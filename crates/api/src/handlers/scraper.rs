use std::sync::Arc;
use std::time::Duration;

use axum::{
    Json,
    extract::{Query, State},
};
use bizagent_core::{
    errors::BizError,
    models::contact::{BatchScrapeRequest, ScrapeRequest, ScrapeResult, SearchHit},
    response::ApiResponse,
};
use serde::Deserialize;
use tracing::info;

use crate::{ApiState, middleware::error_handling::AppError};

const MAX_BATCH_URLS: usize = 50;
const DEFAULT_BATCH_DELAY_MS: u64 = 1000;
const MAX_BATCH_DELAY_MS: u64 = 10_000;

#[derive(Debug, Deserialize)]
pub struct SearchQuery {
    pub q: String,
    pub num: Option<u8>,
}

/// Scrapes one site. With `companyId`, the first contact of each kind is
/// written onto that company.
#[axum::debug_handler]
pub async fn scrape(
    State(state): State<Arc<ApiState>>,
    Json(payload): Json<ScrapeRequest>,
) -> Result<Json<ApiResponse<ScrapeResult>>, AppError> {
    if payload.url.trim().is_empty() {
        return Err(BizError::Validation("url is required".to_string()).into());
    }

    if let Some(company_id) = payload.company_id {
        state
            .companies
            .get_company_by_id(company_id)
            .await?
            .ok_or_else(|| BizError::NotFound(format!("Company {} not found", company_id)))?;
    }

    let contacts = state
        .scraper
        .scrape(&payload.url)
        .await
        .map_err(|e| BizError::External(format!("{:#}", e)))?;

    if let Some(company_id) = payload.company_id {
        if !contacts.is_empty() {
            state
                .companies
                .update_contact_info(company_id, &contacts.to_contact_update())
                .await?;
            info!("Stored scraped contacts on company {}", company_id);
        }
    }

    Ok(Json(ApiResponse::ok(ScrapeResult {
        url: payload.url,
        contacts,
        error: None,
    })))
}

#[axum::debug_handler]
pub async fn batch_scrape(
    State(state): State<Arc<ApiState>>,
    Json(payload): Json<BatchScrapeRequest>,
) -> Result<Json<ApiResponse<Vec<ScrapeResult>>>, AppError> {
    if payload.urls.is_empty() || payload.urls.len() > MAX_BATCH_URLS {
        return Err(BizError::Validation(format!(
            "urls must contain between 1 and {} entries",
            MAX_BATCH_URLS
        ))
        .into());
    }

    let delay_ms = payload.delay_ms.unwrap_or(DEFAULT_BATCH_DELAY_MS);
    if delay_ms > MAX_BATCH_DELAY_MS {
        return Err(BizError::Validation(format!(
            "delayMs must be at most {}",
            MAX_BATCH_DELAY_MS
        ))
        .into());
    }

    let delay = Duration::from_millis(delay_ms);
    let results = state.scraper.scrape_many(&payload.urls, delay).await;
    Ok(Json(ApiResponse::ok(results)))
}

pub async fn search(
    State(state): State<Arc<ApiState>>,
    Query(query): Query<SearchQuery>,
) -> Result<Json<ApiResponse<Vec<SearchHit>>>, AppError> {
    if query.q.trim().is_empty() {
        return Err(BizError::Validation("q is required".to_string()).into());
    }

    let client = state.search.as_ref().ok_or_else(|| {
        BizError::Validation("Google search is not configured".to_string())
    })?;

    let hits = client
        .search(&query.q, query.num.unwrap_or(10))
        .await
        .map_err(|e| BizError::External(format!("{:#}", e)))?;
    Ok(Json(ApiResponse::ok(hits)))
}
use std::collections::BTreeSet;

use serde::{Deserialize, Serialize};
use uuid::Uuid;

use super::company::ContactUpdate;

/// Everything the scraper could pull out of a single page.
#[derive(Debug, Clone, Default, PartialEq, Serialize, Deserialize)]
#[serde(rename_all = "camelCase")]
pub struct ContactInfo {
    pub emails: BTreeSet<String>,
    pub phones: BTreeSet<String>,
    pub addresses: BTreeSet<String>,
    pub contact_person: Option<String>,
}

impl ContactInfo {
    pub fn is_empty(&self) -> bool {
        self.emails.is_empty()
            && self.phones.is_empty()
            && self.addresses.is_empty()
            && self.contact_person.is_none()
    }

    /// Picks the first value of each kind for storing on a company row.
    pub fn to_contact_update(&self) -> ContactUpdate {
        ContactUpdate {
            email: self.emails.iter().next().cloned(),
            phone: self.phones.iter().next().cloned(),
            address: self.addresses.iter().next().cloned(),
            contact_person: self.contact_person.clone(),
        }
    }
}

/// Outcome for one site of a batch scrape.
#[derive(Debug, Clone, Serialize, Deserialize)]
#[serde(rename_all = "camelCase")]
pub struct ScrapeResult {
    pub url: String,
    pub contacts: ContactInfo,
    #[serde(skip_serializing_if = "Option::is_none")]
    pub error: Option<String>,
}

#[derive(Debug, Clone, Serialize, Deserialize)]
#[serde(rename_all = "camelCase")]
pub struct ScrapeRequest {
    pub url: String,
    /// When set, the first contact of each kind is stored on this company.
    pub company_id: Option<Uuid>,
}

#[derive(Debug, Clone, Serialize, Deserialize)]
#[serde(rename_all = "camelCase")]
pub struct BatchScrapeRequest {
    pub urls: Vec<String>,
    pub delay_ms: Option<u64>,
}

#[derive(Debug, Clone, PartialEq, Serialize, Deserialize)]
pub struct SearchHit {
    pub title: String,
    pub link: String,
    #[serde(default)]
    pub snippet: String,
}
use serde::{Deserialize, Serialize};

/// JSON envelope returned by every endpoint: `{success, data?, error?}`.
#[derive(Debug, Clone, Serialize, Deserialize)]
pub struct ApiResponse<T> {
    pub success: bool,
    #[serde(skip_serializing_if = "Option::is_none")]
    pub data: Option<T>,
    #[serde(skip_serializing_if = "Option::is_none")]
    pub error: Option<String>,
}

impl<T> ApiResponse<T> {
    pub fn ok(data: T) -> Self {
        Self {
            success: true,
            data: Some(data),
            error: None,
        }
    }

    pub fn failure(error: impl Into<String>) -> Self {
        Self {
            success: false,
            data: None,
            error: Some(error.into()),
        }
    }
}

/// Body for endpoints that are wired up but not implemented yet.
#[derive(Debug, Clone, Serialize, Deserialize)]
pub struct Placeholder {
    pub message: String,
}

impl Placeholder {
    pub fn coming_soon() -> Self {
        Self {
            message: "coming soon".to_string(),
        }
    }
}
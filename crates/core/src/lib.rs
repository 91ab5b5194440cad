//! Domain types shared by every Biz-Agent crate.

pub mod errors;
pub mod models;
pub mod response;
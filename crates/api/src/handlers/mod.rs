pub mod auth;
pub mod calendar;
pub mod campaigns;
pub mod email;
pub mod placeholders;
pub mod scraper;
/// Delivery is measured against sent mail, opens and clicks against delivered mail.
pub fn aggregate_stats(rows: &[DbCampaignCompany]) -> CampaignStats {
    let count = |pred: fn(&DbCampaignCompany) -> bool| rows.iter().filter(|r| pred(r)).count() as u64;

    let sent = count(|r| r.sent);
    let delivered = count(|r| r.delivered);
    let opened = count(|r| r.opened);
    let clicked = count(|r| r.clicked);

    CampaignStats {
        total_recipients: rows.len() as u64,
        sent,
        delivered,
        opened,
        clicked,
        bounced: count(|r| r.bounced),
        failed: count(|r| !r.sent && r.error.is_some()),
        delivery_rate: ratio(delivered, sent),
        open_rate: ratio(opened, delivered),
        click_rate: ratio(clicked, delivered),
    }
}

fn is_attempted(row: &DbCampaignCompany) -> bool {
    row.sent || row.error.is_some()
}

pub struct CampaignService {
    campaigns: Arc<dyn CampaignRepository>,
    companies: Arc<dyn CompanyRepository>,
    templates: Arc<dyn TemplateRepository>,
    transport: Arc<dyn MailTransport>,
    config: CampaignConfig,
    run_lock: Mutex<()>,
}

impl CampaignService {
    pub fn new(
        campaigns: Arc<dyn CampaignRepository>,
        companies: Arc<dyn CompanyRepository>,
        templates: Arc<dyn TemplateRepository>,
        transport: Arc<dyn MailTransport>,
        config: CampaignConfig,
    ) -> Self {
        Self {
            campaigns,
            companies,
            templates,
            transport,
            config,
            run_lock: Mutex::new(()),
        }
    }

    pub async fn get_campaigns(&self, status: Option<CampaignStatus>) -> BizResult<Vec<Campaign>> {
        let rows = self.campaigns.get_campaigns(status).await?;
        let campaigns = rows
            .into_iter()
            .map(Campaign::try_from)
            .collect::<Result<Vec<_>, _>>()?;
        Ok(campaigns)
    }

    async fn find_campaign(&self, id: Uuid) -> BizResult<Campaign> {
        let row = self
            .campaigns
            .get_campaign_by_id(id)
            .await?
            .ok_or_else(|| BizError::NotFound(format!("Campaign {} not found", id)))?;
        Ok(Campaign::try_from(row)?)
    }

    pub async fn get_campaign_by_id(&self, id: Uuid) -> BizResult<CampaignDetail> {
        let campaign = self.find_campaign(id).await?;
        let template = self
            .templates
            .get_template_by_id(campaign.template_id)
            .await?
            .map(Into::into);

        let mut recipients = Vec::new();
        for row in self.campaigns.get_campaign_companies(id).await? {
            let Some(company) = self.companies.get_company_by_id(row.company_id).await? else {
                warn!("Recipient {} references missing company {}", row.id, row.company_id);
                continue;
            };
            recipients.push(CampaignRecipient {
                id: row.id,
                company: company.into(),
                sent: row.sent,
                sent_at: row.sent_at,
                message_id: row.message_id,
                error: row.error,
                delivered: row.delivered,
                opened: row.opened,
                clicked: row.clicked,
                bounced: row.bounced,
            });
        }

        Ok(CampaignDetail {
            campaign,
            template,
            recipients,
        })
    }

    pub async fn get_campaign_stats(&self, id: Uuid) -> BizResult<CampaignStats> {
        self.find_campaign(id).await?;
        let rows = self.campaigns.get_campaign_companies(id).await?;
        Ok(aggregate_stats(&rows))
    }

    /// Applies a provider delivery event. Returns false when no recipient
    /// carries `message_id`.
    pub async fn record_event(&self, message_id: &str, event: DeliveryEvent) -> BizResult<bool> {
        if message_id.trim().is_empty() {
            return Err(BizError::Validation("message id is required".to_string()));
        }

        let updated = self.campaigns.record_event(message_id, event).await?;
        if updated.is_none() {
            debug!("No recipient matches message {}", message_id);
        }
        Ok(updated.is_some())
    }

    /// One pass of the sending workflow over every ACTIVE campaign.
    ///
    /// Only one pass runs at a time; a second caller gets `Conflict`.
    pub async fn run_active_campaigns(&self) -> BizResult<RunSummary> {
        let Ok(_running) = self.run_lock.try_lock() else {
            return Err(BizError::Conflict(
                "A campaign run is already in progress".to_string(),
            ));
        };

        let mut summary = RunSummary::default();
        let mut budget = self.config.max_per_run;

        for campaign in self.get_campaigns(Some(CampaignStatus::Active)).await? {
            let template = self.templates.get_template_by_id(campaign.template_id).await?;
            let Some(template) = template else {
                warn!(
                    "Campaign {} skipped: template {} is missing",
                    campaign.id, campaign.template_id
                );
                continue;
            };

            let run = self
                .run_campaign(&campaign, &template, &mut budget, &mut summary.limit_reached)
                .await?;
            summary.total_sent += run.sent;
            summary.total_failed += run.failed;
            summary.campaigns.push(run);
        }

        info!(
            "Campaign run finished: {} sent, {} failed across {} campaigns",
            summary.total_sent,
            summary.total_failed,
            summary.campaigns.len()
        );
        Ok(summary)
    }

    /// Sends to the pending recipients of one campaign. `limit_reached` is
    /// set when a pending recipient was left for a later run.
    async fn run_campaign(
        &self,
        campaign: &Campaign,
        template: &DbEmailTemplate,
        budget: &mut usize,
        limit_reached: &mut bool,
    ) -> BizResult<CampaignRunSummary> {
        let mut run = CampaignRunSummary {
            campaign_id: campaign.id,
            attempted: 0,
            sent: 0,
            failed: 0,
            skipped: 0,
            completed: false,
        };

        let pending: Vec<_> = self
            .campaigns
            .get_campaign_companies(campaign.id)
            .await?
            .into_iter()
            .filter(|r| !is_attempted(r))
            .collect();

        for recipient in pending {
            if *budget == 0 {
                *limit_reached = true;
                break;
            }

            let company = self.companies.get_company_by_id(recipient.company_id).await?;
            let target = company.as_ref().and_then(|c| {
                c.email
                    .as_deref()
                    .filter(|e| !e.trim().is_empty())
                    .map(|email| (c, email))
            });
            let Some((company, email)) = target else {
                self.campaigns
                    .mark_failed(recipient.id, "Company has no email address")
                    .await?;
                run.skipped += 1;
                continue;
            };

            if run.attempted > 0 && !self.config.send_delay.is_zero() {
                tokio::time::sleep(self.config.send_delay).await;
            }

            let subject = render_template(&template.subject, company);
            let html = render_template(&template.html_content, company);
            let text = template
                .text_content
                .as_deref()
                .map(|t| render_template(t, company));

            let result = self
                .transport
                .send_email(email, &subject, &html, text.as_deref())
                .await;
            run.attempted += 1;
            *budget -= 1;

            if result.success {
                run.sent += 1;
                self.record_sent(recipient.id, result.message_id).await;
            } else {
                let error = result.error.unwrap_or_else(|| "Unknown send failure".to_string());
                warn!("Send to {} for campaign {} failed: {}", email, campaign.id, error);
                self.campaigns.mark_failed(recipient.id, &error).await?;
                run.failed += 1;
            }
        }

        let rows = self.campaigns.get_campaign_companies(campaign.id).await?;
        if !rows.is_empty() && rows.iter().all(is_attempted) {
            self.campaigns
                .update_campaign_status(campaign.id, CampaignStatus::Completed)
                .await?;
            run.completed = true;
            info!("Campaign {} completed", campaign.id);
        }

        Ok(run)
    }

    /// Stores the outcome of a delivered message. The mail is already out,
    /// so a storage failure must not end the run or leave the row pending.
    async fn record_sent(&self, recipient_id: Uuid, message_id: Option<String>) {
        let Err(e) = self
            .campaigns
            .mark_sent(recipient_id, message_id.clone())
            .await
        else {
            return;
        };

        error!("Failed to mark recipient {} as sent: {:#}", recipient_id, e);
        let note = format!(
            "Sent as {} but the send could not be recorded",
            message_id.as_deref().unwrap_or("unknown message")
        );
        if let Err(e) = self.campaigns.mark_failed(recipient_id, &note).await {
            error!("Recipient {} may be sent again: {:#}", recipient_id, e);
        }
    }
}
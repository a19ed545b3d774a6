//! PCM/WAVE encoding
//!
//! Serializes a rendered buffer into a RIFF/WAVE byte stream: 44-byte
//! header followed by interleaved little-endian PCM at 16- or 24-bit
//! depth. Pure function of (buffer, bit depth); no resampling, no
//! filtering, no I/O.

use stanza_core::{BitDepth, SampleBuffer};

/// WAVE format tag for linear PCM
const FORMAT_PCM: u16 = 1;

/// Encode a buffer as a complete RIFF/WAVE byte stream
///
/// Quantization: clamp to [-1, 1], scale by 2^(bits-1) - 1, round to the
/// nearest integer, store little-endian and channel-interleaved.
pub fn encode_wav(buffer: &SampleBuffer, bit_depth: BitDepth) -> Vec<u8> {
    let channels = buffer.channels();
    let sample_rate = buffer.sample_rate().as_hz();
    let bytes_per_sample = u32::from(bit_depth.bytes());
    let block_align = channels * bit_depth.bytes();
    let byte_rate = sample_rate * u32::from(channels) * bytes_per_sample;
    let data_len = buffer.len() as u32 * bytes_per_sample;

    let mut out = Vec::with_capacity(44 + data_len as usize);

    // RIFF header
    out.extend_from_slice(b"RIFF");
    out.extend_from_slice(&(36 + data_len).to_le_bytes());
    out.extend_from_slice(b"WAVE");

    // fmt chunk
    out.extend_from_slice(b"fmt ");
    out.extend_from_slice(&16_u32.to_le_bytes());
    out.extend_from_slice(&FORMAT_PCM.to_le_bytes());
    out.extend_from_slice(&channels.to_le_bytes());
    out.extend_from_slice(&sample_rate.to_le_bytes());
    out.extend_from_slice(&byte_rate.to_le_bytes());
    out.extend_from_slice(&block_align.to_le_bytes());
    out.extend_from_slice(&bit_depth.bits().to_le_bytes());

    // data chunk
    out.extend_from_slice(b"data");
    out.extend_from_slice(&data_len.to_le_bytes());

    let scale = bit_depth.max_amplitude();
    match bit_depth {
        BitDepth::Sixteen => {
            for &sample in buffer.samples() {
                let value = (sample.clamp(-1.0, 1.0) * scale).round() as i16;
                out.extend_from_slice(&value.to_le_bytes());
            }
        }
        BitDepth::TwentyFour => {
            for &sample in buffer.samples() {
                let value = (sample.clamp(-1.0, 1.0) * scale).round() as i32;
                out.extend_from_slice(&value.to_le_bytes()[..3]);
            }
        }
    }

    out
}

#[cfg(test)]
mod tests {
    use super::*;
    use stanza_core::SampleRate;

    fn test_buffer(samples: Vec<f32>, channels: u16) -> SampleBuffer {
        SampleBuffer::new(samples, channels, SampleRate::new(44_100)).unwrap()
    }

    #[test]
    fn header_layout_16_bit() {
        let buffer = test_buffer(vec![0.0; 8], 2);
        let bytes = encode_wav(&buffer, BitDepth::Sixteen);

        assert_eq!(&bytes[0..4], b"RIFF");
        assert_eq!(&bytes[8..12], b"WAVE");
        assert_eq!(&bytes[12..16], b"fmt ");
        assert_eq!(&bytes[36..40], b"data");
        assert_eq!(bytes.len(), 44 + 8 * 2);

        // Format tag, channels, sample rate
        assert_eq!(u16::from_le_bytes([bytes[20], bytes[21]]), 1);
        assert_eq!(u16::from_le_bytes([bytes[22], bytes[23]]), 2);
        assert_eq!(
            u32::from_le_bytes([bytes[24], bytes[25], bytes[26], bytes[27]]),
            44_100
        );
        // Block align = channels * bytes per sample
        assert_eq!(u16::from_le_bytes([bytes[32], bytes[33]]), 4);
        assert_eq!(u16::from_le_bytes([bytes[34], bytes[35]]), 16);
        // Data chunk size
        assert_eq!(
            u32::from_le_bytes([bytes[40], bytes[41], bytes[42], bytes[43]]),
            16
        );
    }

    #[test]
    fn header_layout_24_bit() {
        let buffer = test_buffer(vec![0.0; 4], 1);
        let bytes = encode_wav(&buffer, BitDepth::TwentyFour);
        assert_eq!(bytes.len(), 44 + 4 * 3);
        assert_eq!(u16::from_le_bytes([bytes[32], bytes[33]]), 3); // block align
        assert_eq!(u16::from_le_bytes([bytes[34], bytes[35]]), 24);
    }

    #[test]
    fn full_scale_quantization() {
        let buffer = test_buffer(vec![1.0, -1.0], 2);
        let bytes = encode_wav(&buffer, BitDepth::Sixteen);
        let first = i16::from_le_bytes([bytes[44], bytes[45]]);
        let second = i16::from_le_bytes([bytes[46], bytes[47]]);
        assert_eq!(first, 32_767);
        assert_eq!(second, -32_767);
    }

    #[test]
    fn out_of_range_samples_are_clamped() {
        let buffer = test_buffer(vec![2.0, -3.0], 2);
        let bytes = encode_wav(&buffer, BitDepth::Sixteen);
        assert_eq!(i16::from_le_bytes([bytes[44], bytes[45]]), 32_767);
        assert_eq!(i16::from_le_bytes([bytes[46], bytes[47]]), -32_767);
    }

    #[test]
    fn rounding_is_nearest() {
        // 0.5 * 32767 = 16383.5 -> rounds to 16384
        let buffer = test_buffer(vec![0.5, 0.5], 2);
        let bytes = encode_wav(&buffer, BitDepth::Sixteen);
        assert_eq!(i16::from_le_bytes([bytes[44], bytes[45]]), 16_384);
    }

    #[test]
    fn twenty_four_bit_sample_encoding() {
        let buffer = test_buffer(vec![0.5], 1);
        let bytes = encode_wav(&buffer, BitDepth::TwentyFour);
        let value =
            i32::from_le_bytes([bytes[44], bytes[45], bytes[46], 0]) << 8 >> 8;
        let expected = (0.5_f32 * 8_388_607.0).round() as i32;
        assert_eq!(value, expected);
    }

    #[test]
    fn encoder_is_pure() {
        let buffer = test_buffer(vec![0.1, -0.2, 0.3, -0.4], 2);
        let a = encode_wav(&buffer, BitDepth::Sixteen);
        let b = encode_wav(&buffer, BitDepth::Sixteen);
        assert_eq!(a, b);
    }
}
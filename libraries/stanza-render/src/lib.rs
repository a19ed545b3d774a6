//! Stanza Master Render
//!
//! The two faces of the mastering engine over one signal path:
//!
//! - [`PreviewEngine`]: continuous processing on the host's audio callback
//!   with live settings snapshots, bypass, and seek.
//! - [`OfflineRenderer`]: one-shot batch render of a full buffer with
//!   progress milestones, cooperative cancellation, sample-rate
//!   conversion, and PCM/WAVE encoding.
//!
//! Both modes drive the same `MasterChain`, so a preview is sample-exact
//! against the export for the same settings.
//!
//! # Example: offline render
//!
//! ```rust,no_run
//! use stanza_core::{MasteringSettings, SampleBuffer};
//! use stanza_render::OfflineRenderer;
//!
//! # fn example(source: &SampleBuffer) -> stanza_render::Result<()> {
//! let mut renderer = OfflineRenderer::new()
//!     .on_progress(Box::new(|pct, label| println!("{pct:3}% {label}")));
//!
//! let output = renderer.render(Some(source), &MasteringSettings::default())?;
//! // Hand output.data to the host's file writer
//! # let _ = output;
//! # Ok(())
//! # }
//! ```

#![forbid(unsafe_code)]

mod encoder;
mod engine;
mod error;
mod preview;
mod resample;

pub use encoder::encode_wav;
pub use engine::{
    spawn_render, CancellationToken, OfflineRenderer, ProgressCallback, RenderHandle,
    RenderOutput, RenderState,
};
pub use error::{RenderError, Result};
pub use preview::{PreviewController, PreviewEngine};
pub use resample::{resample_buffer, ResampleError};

***

=== Work order ===
Look through the entries and return each line that has the word "TemplateRepository" in it.

=== Response to this task ===
    templates: Arc<dyn TemplateRepository>,
        templates: Arc<dyn TemplateRepository>,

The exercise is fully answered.